At the current time there are no resynchronization operations implemented, but the additional metadata required (vector clocks or consistent versions) should be supportable via the existing interfaces. An orchestrator would prepare a list of the expected resource state and a reasonably synchronized clock identifier, and the agent would be able to compare that to the persisted resources on disk older than a window. The "repair" functionality on the agent would perform a similar function - ensuring that the set of persisted resources (units, links, port mappings, keys) are internally consistent, and that outside of a minimum window (minutes) any unreferenced content is removed. This is still an area of active prototyping.

Concrete example:

Starting a Docker image on a system for the first time may involve several slow steps:

  • Downloading the initial image
  • Starting the process

Those steps may fail in unpredictable ways - for instance, the service may start but fail due to a configuration error and never begin listening. A client cannot know for certain the cause of the failure, and so a wait is nondeterministic.
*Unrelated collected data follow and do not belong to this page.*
//! Create users table migration.

use sea_orm_migration::prelude::*;

#[derive(DeriveMigrationName)]
pub struct Migration;

#[async_trait::async_trait]
impl MigrationTrait for Migration {
    async fn up(&self, manager: &SchemaManager) -> Result<(), DbErr> {
        manager
            .create_table(
                Table::create()
                    .table(Users::Table)
                    .if_not_exists()
                    .col(
                        ColumnDef::new(Users::Id)
                            .integer()
                            .not_null()
                            .auto_increment()
                            .primary_key(),
                    )
                    .col(
                        ColumnDef::new(Users::Username)
                            .string_len(128)
                            .not_null()
                            .unique_key(),
                    )
                    .col(
                        ColumnDef::new(Users::CreatedAt)
                            .timestamp_with_time_zone()
                            .not_null()
                            .default(Expr::current_timestamp()),
                    )
                    .to_owned(),
            )
            .await
    }

    async fn down(&self, manager: &SchemaManager) -> Result<(), DbErr> {
        manager
            .drop_table(Table::drop().table(Users::Table).to_owned())
            .await
    }
}

#[derive(Iden)]
enum Users {
    Table,
    Id,
    Username,
    CreatedAt,
}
A download may stall for minutes or hours due to network unpredictability, or the local disk may run out of storage during the download and fail (due to other users of the system).

The API forces the client to provide the following info up front:

  • A unique locator for the image (which may include the destination from which the image can be fetched)
  • The identifier the process will be referenced by in future transactions (so the client can immediately begin dispatching subsequent requests)
  • Any initial mapping of network ports or access control configuration for ssh

The API records the effect of this call as a unit file on disk for systemd that can, with no extra input from a client, result in a started process. The API then returns success and streams the logs to the client. A client may disconnect at this point, without interrupting the operation. A client may then begin wiring together this process with other processes in the system immediately with the explicit understanding that the endpoints being wired may not yet be available.

In general, systems wired together this way already need to deal with uncertainty of network connectivity and potential startup races. The API design formalizes that behavior - it is expected that the components "heal" by waiting for their dependencies to become available. Where possible, the host system will attempt to offer blocking behavior on a per unit basis that allows the logic of the system to be distributed. In some cases, like TCP and HTTP proxy load balancing, those systems already have mechanisms to tolerate components that may not be started.